Exercise directions = From the data below, set down exactly the lines between the one holding "filename src/concurrent_map.rs" and the one holding "concurrently with each", inclusive, and no others.

Data for analysis =
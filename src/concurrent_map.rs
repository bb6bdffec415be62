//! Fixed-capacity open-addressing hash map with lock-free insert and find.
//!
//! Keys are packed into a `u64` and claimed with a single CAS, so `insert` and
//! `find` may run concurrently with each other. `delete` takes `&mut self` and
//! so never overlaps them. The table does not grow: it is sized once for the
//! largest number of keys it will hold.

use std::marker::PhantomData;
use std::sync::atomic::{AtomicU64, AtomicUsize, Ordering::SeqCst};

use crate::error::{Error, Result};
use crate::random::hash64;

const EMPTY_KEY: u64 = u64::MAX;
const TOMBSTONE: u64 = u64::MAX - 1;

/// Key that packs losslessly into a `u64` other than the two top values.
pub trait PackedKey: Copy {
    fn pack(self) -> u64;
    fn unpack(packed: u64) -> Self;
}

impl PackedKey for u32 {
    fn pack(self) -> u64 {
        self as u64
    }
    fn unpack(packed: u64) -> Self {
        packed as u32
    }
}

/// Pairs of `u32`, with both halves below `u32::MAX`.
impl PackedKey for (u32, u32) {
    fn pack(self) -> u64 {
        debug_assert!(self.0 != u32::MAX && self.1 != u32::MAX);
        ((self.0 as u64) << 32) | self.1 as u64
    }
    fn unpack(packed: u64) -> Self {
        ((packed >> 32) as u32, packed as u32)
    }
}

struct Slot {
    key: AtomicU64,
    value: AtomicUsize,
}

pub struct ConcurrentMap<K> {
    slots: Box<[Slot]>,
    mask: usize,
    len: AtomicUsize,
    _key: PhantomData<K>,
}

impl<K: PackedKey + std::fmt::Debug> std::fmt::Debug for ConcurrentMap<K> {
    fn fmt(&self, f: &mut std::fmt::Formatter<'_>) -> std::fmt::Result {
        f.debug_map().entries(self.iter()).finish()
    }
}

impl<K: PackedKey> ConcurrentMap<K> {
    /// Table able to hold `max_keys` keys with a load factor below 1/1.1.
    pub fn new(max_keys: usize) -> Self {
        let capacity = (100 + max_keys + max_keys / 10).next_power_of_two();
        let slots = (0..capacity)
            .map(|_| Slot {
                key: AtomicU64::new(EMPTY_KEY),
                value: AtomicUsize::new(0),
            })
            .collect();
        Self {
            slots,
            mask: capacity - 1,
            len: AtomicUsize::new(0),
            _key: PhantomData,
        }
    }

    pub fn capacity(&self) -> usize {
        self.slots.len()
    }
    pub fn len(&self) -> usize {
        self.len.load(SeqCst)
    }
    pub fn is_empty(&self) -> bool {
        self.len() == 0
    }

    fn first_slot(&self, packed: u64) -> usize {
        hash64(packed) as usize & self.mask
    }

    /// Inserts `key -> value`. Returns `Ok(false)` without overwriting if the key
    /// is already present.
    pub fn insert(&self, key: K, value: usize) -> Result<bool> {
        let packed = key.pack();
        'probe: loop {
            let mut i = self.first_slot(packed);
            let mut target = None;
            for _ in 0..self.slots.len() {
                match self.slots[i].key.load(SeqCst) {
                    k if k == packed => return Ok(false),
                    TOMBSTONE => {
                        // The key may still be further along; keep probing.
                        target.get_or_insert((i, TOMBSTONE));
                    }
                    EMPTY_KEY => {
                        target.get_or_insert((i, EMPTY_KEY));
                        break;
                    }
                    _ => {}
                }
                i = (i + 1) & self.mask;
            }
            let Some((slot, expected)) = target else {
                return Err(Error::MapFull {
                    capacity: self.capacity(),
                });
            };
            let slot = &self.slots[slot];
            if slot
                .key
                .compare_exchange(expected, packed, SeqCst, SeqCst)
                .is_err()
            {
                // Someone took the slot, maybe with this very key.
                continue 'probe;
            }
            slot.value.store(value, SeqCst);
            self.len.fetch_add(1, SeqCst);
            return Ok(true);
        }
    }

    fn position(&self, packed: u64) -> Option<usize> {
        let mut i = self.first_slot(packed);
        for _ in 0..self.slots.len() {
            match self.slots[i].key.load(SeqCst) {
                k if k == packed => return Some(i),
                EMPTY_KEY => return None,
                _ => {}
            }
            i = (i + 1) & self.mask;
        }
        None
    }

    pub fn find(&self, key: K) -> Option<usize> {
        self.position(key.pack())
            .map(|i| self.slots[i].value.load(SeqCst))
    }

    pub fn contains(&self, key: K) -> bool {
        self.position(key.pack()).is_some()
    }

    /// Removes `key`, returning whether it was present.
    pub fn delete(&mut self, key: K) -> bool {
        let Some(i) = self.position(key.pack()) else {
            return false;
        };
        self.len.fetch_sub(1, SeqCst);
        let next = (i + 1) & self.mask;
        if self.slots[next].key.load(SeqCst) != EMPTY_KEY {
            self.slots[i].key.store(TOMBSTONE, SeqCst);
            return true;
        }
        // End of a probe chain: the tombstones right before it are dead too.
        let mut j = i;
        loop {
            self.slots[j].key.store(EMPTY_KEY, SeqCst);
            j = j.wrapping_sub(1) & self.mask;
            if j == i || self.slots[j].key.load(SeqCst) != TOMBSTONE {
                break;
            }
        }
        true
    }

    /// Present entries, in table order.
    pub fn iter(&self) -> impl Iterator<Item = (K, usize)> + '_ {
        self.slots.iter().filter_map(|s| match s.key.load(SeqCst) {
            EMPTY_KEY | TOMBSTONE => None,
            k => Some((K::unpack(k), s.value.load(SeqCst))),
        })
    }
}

---

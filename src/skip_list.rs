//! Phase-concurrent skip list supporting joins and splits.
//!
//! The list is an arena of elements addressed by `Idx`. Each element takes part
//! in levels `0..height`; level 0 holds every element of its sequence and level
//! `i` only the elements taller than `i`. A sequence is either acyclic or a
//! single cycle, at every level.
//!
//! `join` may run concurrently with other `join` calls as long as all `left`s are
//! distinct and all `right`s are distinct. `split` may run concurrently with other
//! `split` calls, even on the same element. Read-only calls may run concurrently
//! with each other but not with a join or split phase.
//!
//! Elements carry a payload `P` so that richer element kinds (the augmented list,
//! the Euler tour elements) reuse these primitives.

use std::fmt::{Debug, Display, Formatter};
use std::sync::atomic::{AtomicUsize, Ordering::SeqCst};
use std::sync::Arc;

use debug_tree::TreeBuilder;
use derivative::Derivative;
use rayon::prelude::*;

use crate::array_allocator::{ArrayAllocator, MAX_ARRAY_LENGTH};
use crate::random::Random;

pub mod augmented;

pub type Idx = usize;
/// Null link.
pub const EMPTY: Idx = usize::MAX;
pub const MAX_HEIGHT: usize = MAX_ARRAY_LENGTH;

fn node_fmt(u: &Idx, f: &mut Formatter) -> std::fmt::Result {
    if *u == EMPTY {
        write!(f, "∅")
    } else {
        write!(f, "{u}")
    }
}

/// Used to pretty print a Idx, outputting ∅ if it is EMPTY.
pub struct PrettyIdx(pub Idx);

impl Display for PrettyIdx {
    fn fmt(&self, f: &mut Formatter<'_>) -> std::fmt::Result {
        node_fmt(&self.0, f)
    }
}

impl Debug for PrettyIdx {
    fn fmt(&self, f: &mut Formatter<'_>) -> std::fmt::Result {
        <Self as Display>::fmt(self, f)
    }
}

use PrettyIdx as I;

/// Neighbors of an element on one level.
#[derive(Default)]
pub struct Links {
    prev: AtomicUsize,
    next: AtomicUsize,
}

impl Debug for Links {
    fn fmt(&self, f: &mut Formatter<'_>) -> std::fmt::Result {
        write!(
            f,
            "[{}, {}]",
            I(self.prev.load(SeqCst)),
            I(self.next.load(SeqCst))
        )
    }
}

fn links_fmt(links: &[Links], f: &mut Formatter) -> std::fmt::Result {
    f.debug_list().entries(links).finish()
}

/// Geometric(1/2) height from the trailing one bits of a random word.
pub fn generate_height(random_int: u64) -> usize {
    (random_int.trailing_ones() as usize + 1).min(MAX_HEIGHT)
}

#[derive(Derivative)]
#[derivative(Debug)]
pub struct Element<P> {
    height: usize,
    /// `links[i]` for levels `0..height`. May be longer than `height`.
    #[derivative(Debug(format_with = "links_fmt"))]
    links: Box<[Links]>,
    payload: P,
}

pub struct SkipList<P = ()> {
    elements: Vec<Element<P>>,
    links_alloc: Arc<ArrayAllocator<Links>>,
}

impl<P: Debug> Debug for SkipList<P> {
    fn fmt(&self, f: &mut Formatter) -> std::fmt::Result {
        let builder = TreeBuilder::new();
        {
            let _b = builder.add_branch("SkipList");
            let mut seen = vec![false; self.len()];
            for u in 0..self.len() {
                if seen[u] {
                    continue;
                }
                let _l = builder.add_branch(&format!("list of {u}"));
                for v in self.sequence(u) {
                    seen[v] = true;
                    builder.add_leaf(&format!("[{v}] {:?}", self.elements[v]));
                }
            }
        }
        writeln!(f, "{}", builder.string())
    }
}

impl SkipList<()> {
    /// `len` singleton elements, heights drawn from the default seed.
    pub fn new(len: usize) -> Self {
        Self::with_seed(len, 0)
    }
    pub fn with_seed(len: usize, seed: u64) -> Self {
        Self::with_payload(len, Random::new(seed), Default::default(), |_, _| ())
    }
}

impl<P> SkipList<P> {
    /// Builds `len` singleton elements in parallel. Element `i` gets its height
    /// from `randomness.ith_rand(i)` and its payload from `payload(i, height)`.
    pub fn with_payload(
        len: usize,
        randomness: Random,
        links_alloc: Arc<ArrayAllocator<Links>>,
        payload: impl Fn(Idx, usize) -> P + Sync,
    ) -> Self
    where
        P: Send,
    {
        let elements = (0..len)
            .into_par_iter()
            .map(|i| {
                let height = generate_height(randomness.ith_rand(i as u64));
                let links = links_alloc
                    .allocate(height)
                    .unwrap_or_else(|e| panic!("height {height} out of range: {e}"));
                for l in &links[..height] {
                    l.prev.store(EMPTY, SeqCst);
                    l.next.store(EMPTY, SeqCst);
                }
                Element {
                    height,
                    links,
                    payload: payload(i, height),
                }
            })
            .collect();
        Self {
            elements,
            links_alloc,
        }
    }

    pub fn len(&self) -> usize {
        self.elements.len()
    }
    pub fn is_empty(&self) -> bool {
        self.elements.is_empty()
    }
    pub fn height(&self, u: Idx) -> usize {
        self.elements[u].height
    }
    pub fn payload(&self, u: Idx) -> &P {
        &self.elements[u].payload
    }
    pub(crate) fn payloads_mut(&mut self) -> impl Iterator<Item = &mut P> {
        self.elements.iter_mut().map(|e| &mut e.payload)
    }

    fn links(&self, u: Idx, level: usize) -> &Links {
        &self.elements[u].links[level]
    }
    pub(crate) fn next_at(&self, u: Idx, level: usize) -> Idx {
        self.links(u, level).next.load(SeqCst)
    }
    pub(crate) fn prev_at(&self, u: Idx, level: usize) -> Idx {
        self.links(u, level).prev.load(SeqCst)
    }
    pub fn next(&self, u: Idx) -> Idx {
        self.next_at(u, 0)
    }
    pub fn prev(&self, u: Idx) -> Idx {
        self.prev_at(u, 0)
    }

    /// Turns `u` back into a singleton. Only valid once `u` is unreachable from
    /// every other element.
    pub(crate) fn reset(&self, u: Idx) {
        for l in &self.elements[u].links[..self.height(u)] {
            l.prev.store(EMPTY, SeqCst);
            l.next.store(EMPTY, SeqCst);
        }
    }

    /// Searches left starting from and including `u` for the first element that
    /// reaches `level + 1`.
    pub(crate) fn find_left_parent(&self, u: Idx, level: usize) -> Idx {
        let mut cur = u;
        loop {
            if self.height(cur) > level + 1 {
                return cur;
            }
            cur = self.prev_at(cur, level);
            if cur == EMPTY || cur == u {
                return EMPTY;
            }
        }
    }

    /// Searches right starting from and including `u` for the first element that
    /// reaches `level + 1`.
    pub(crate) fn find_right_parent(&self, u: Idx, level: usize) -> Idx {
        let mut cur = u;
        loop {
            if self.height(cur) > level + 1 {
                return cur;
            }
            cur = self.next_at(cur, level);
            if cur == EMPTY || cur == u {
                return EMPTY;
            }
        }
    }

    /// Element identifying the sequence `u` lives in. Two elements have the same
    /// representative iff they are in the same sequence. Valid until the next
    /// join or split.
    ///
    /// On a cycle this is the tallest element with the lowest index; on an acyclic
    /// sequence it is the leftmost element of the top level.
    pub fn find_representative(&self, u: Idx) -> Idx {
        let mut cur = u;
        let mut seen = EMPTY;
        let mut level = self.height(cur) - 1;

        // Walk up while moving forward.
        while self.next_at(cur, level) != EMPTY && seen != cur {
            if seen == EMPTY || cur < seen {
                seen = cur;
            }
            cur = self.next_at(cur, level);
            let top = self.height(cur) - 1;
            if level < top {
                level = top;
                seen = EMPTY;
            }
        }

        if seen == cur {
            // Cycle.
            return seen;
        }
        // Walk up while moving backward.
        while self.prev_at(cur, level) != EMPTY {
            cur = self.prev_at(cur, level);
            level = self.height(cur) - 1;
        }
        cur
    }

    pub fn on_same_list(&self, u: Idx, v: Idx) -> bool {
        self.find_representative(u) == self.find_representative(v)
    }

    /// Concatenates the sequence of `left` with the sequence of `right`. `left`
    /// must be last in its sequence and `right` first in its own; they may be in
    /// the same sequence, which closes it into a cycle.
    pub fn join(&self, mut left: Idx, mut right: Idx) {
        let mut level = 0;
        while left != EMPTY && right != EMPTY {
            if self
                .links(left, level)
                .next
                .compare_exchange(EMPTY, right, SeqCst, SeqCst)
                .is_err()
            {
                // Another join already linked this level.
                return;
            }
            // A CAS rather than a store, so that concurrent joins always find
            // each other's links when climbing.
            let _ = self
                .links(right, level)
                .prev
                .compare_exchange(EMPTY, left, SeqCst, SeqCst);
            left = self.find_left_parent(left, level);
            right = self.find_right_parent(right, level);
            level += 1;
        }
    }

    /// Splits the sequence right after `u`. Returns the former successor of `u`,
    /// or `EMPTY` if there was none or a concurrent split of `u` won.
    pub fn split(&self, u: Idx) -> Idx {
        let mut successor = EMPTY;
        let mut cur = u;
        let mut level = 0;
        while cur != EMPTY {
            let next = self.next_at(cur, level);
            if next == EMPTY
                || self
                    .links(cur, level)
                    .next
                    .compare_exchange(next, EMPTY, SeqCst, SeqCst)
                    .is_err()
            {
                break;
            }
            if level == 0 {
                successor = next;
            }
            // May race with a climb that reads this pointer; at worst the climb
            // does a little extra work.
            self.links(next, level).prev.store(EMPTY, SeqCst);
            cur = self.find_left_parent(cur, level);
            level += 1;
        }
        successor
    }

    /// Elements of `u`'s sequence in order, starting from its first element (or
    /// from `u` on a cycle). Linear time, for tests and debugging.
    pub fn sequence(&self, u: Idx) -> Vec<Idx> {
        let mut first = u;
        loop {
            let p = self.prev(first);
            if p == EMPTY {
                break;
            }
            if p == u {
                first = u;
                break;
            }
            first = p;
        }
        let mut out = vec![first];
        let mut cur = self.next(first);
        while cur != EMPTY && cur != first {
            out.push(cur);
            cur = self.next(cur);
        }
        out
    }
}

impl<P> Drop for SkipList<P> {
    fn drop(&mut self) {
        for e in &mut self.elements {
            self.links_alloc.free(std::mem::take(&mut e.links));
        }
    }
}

Result of the exercise =
filename src/concurrent_map.rs
repository bb6bdffec415be62
//! Fixed-capacity open-addressing hash map with lock-free insert and find.
//!
//! Keys are packed into a `u64` and claimed with a single CAS, so `insert` and
//! `find` may run concurrently with each other. `delete` takes `&mut self` and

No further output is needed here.